Task goal: Wherever "waiting" shows up in the records below, copy the whole line.

╭──

//! Locator abstraction for element selection.
//!
//! A [`Locator`] is a value: it names zero or more DOM nodes and is resolved
//! by the driver on every query. Nothing is cached, so a locator built
//! before a navigation is just as valid (or invalid) after it.

use std::time::Duration;

/// Default timeout for waiting on a locator (5 seconds)
pub const DEFAULT_TIMEOUT_MS: u64 = 5000;

/// Default polling interval while waiting (50ms)
pub const DEFAULT_POLL_INTERVAL_MS: u64 = 50;

/// Selector type for locating elements
#[derive(Debug, Clone, PartialEq, Eq)]
pub enum Selector {
    /// CSS selector (e.g., "button.primary")
    Css(String),
    /// Test ID selector (data-testid attribute)
    TestId(String),
}

impl Selector {
    /// Create a CSS selector
    #[must_use]
    pub fn css(selector: impl Into<String>) -> Self {
        Self::Css(selector.into())
    }

    /// Create a test ID selector
    #[must_use]
    pub fn test_id(id: impl Into<String>) -> Self {
        Self::TestId(id.into())
    }

    /// Render the CSS selector handed to the driver
    #[must_use]
    pub fn to_css(&self) -> String {
        match self {
            Self::Css(s) => s.clone(),
            Self::TestId(id) => attr_selector("data-testid", id),
        }
    }
}

/// A locator for finding and interacting with elements.
#[derive(Debug, Clone, PartialEq, Eq)]
pub struct Locator {
    selector: Selector,
    timeout: Duration,
    poll_interval: Duration,
}

impl Locator {
    /// Create a new locator with a CSS selector
    #[must_use]
    pub fn new(selector: impl Into<String>) -> Self {
        Self::from_selector(Selector::Css(selector.into()))
    }

    /// Create a locator from a selector
    #[must_use]
    pub fn from_selector(selector: Selector) -> Self {
        Self {
            selector,
            timeout: Duration::from_millis(DEFAULT_TIMEOUT_MS),
            poll_interval: Duration::from_millis(DEFAULT_POLL_INTERVAL_MS),
        }
    }

    /// Set a custom wait timeout
    #[must_use]
    pub const fn with_timeout(mut self, timeout: Duration) -> Self {
        self.timeout = timeout;
        self
    }

    /// Set a custom polling interval
    #[must_use]
    pub const fn with_poll_interval(mut self, interval: Duration) -> Self {
        self.poll_interval = interval;
        self
    }

    /// Get the selector
    #[must_use]
    pub const fn selector(&self) -> &Selector {
        &self.selector
    }

    /// CSS string for this locator
    #[must_use]
    pub fn css(&self) -> String {
        self.selector.to_css()
    }

    /// Wait timeout
    #[must_use]
    pub const fn timeout(&self) -> Duration {
        self.timeout
    }

    /// Polling interval
    #[must_use]
    pub const fn poll_interval(&self) -> Duration {
        self.poll_interval
    }
}

impl std::fmt::Display for Locator {
    fn fmt(&self, f: &mut std::fmt::Formatter<'_>) -> std::fmt::Result {
        f.write_str(&self.css())
    }
}

/// Build an attribute-equals selector, `[name="value"]`.
///
/// The value is interpolated as-is apart from escaping `\` and `"`, so an
/// unknown key yields a selector that simply matches nothing.
#[must_use]
pub fn attr_selector(name: &str, value: &str) -> String {
    let escaped = value.replace('\\', "\\\\").replace('"', "\\\"");
    format!("[{name}=\"{escaped}\"]")
}

/// Token membership test on a `class` attribute value.
///
/// A missing attribute counts as an empty class list.
#[must_use]
pub fn class_list_contains(classes: Option<&str>, class: &str) -> bool {
    classes.is_some_and(|list| list.split_whitespace().any(|c| c == class))
}

#[cfg(test)]
mod tests {
    use super::*;

    mod selector_tests {
        use super::*;

        #[test]
        fn test_css_passthrough() {
            let sel = Selector::css("button.primary");
            assert_eq!(sel.to_css(), "button.primary");
        }

        #[test]
        fn test_test_id_renders_attribute() {
            let sel = Selector::test_id("submit");
            assert_eq!(sel.to_css(), "[data-testid=\"submit\"]");
        }
    }

    mod locator_tests {
        use super::*;

        #[test]
        fn test_defaults() {
            let loc = Locator::new("#target");
            assert_eq!(loc.css(), "#target");
            assert_eq!(loc.timeout(), Duration::from_millis(DEFAULT_TIMEOUT_MS));
            assert_eq!(
                loc.poll_interval(),
                Duration::from_millis(DEFAULT_POLL_INTERVAL_MS)
            );
        }

        #[test]
        fn test_builders() {
            let loc = Locator::new("div")
                .with_timeout(Duration::from_millis(200))
                .with_poll_interval(Duration::from_millis(10));
            assert_eq!(loc.timeout(), Duration::from_millis(200));
            assert_eq!(loc.poll_interval(), Duration::from_millis(10));
        }

        #[test]
        fn test_display_is_css() {
            let loc = Locator::from_selector(Selector::test_id("x"));
            assert_eq!(loc.to_string(), "[data-testid=\"x\"]");
        }
    }

    mod attr_selector_tests {
        use super::*;

        #[test]
        fn test_plain_value() {
            assert_eq!(
                attr_selector("data-element-id", "UserTask_1"),
                "[data-element-id=\"UserTask_1\"]"
            );
        }

        #[test]
        fn test_quotes_are_escaped() {
            assert_eq!(
                attr_selector("data-element-id", "a\"b"),
                "[data-element-id=\"a\\\"b\"]"
            );
        }

        #[test]
        fn test_backslash_is_escaped() {
            assert_eq!(attr_selector("x", "a\\b"), "[x=\"a\\\\b\"]");
        }
    }

    mod class_list_tests {
        use super::*;

        #[test]
        fn test_token_present() {
            assert!(class_list_contains(Some("badge highlight"), "highlight"));
        }

        #[test]
        fn test_token_absent() {
            assert!(!class_list_contains(Some("badge"), "highlight"));
        }

        #[test]
        fn test_partial_token_does_not_match() {
            assert!(!class_list_contains(Some("highlighted"), "highlight"));
        }

        #[test]
        fn test_missing_attribute() {
            assert!(!class_list_contains(None, "ng-hide"));
        }
    }
}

╰──

Problem solution:
/// Default timeout for waiting on a locator (5 seconds)
/// Default polling interval while waiting (50ms)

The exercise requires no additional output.